=== Section Start ===

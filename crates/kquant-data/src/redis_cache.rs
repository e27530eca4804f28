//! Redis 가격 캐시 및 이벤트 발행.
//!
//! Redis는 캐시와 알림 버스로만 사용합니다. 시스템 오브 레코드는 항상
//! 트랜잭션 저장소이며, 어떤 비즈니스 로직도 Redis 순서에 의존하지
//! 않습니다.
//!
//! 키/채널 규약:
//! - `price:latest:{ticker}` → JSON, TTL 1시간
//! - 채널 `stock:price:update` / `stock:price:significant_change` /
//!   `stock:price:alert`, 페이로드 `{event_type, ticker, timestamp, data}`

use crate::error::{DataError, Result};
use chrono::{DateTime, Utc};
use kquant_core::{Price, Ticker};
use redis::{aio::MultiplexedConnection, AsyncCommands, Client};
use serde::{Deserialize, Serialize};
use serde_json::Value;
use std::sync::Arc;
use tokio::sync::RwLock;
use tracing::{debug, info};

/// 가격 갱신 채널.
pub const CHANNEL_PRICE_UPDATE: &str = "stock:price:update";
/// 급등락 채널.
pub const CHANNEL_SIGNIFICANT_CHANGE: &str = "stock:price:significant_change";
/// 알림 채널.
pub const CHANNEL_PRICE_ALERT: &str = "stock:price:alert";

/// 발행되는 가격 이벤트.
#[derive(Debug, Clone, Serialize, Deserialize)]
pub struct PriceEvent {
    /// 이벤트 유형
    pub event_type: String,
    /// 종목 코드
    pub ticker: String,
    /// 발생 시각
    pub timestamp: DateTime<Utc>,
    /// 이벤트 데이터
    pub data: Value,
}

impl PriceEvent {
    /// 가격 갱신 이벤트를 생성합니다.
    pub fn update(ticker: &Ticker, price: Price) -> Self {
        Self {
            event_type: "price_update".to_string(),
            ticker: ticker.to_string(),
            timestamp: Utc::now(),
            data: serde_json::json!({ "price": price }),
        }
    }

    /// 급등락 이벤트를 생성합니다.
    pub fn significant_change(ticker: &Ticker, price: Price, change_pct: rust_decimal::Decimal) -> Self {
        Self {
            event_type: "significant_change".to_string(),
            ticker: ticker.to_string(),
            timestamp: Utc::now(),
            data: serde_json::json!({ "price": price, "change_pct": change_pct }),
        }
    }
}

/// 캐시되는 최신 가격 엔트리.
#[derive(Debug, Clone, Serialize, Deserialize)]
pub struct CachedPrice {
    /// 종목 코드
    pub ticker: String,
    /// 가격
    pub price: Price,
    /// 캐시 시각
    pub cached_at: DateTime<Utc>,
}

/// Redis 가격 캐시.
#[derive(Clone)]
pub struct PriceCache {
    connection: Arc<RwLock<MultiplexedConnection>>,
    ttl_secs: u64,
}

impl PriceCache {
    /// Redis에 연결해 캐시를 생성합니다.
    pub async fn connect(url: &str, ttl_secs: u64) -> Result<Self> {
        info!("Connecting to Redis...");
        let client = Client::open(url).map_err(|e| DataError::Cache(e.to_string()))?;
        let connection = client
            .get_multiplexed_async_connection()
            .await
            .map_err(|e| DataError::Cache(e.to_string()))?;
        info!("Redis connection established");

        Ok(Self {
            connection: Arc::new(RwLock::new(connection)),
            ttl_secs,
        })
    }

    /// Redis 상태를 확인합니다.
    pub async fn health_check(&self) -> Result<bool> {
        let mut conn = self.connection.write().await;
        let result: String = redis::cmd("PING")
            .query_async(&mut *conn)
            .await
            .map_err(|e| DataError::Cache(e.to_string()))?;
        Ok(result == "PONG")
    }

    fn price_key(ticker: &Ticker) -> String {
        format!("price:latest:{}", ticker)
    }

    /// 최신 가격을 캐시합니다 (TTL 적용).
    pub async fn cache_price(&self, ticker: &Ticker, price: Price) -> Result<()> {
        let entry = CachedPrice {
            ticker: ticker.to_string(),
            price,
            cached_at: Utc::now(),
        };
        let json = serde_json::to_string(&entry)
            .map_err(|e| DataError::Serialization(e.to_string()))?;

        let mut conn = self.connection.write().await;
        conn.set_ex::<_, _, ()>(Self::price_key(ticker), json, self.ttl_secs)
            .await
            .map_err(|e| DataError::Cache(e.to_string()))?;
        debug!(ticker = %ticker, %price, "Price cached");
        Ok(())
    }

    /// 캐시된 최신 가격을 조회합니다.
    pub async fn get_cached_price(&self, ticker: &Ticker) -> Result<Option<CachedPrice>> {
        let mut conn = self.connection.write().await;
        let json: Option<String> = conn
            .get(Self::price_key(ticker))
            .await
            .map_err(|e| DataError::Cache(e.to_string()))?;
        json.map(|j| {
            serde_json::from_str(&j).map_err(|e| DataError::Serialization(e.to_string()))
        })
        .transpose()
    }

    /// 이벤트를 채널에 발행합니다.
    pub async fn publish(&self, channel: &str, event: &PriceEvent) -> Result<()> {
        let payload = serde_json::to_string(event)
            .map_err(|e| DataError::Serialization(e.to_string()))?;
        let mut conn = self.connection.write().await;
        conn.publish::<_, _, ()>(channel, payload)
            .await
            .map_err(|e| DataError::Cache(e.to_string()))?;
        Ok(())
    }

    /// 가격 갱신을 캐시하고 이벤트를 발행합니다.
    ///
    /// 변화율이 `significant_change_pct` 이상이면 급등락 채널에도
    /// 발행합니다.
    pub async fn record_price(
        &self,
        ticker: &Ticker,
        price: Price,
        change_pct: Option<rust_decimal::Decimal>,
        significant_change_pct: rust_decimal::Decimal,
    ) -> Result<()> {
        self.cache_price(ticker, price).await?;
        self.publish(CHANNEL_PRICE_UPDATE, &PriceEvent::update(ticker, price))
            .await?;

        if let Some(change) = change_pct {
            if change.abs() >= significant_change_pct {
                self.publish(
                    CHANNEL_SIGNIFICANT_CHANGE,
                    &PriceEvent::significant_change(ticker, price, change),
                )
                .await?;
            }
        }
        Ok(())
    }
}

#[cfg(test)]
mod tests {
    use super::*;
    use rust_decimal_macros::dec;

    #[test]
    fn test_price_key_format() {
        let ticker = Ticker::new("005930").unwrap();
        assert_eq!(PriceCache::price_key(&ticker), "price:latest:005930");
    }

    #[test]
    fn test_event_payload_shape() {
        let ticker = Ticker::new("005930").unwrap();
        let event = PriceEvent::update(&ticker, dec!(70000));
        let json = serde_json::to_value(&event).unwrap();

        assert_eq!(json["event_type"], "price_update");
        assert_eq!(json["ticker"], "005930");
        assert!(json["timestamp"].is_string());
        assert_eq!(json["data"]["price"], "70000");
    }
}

=== Section End ===

» Brief
Within the listing above, count the lines that contain the string "CachedPrice". Give only the number.

» Answer for this exercise
3